◆ **PROBLEM STATEMENT**: In the entries below, every line with the string "format" is to be reported.

◆ **Records excerpted from a collection**:
//! Candidate-file collection per instrument group.
//!
//! One generic routine lists glob matches, parses stamps, and filters by the
//! window range; a count quota then decides whether the group's contribution
//! stands. A group whose count leaves its accepted band is zeroed entirely:
//! a partial, wrong-shaped contribution is worse evidence than none.

use glob::glob;
use snafu::prelude::*;
use std::path::{Path, PathBuf};
use tracing::{debug, error, warn};

use crate::config::InstrumentsConfig;
use crate::emit;
use crate::error::{CollectError, PatternSnafu};
use crate::metrics::events::GroupRejected;
use crate::timestamp::{EventStamp, Instrument};
use crate::window::TimeRange;

/// One candidate capture: a path plus its parsed stamp.
#[derive(Debug, Clone, PartialEq, Eq)]
pub struct InstrumentFile {
    pub path: PathBuf,
    pub instrument: Instrument,
    pub stamp: EventStamp,
}

/// Expected/minimum count policy for one instrument group.
#[derive(Debug, Clone, Copy)]
struct CountQuota {
    expected: usize,
    minimum: usize,
    label: &'static str,
}

impl CountQuota {
    /// Warn on any deviation from the expected count; zero the group when
    /// the count leaves [minimum, expected].
    fn enforce(&self, start: EventStamp, files: Vec<InstrumentFile>) -> Vec<InstrumentFile> {
        if files.len() != self.expected {
            warn!(
                "Injection@{}: found {} {} files",
                start.short(),
                files.len(),
                self.label
            );
            if files.len() < self.minimum || files.len() > self.expected {
                error!(
                    "Injection@{}: amount of {} files is not between {} and {}",
                    start.short(),
                    self.label,
                    self.minimum,
                    self.expected
                );
                emit!(GroupRejected { group: self.label });
                return Vec::new();
            }
        }
        files
    }
}

/// Enumerate glob matches, parse each name with the instrument's grammar,
/// and keep the ones inside the range (when one is given).
///
/// Files whose names fail to parse are excluded with a debug trace, as are
/// unreadable directory entries; neither aborts the pass.
fn collect_matching(
    patterns: &[String],
    instrument: Instrument,
    range: Option<&TimeRange>,
) -> Result<Vec<InstrumentFile>, CollectError> {
    let mut files = Vec::new();
    for pattern in patterns {
        for entry in glob(pattern).context(PatternSnafu { pattern })? {
            let path = match entry {
                Ok(path) => path,
                Err(err) => {
                    debug!("Skipping unreadable entry under {}: {}", pattern, err);
                    continue;
                }
            };
            let stamp = match instrument.parse_stamp(&path) {
                Ok(stamp) => stamp,
                Err(err) => {
                    debug!("Excluding candidate: {}", err);
                    continue;
                }
            };
            if range.is_none_or(|range| range.contains(stamp)) {
                files.push(InstrumentFile {
                    path,
                    instrument,
                    stamp,
                });
            }
        }
    }
    Ok(files)
}

/// The per-window group results, in stable merge order.
#[derive(Debug, Default)]
pub struct CandidateSet {
    pub injection: Vec<InstrumentFile>,
    pub extraction: Vec<InstrumentFile>,
    pub analyzer50: Vec<InstrumentFile>,
    pub analyzer30: Vec<InstrumentFile>,
}

impl CandidateSet {
    pub fn total(&self) -> usize {
        self.injection.len() + self.extraction.len() + self.analyzer50.len() + self.analyzer30.len()
    }

    /// The mandatory analyzer-51 capture survives iff the combined
    /// analyzer-50 group did (see [`FileCollector`]).
    pub fn analyzer51_present(&self) -> bool {
        !self.analyzer50.is_empty()
    }

    /// All candidates in merge order: injection, extraction, analyzer-50,
    /// analyzer-30.
    pub fn files(&self) -> impl Iterator<Item = &InstrumentFile> {
        self.injection
            .iter()
            .chain(&self.extraction)
            .chain(&self.analyzer50)
            .chain(&self.analyzer30)
    }
}

/// Builds glob patterns from the configured directories and assembles the
/// per-window candidate groups.
#[derive(Debug)]
pub struct FileCollector {
    instruments: InstrumentsConfig,
    injection_quota: CountQuota,
    extraction_quota: CountQuota,
    analyzer50_quota: CountQuota,
    analyzer30_quota: CountQuota,
}

impl FileCollector {
    pub fn new(instruments: InstrumentsConfig) -> Self {
        let channels = instruments.channels.len();
        Self {
            instruments,
            injection_quota: CountQuota {
                expected: channels,
                minimum: channels,
                label: "injection",
            },
            extraction_quota: CountQuota {
                expected: channels,
                minimum: channels,
                label: "extraction",
            },
            analyzer50_quota: CountQuota {
                expected: 2,
                minimum: 1,
                label: "analyzer50",
            },
            analyzer30_quota: CountQuota {
                expected: 1,
                minimum: 0,
                label: "analyzer30",
            },
        }
    }

    /// Stamps of every injection marker in the reference channel directory.
    pub fn injection_stamps(&self) -> Result<Vec<EventStamp>, CollectError> {
        let reference = &self.instruments.reference_channel;
        let pattern = self.channel_pattern(reference, &format!("{reference}*inj.csv"));
        Ok(
            collect_matching(&[pattern], Instrument::Oscilloscope, None)?
                .into_iter()
                .map(|file| file.stamp)
                .collect(),
        )
    }

    /// Collect all four groups for the window starting at `start`.
    pub fn gather(
        &self,
        start: EventStamp,
        range: &TimeRange,
    ) -> Result<CandidateSet, CollectError> {
        Ok(CandidateSet {
            injection: self.collect_injection(start)?,
            extraction: self.collect_extraction(start, range)?,
            analyzer50: self.collect_analyzer50(start, range)?,
            analyzer30: self.collect_analyzer30(start, range)?,
        })
    }

    /// Injection captures embed the start stamp, so the patterns select the
    /// exact acquisition and no range test applies (the strict lower bound
    /// would reject t = start).
    fn collect_injection(&self, start: EventStamp) -> Result<Vec<InstrumentFile>, CollectError> {
        let patterns: Vec<String> = self
            .instruments
            .channels
            .iter()
            .map(|ch| self.channel_pattern(ch, &format!("{ch}_{start}_*.csv")))
            .collect();
        let files = collect_matching(&patterns, Instrument::Oscilloscope, None)?;
        Ok(self.injection_quota.enforce(start, files))
    }

    /// Extraction patterns match every channel capture (injections included);
    /// the strict range bounds keep only files inside the window.
    fn collect_extraction(
        &self,
        start: EventStamp,
        range: &TimeRange,
    ) -> Result<Vec<InstrumentFile>, CollectError> {
        let patterns: Vec<String> = self
            .instruments
            .channels
            .iter()
            .map(|ch| self.channel_pattern(ch, &format!("{ch}_*.csv")))
            .collect();
        let files = collect_matching(&patterns, Instrument::Oscilloscope, Some(range))?;
        Ok(self.extraction_quota.enforce(start, files))
    }

    /// Directory 52 contributes first, then directory 51. Exactly one file
    /// from 51 is mandatory; any other 51 count discards the combined group
    /// before the quota check, even when 52 contributed.
    fn collect_analyzer50(
        &self,
        start: EventStamp,
        range: &TimeRange,
    ) -> Result<Vec<InstrumentFile>, CollectError> {
        let mut files = collect_matching(
            &[dir_pattern(&self.instruments.analyzer52_dir, "*.TIQ")],
            Instrument::SpectrumAnalyzer50,
            Some(range),
        )?;
        let primary = collect_matching(
            &[dir_pattern(&self.instruments.analyzer51_dir, "*.TIQ")],
            Instrument::SpectrumAnalyzer50,
            Some(range),
        )?;
        let mandatory_present = primary.len() == 1;
        files.extend(primary);
        if !mandatory_present {
            files.clear();
        }
        Ok(self.analyzer50_quota.enforce(start, files))
    }

    fn collect_analyzer30(
        &self,
        start: EventStamp,
        range: &TimeRange,
    ) -> Result<Vec<InstrumentFile>, CollectError> {
        let files = collect_matching(
            &[dir_pattern(&self.instruments.analyzer30_dir, "*.iqt")],
            Instrument::SpectrumAnalyzer30,
            Some(range),
        )?;
        Ok(self.analyzer30_quota.enforce(start, files))
    }

    fn channel_pattern(&self, channel: &str, tail: &str) -> String {
        self.instruments
            .oscilloscope_dir
            .join(channel)
            .join(tail)
            .to_string_lossy()
            .into_owned()
    }
}

fn dir_pattern(dir: &Path, tail: &str) -> String {
    dir.join(tail).to_string_lossy().into_owned()
}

◆ **OUTPUT BELOW**:
        let pattern = self.channel_pattern(reference, &format!("{reference}*inj.csv"));
            .map(|ch| self.channel_pattern(ch, &format!("{ch}_{start}_*.csv")))
            .map(|ch| self.channel_pattern(ch, &format!("{ch}_*.csv")))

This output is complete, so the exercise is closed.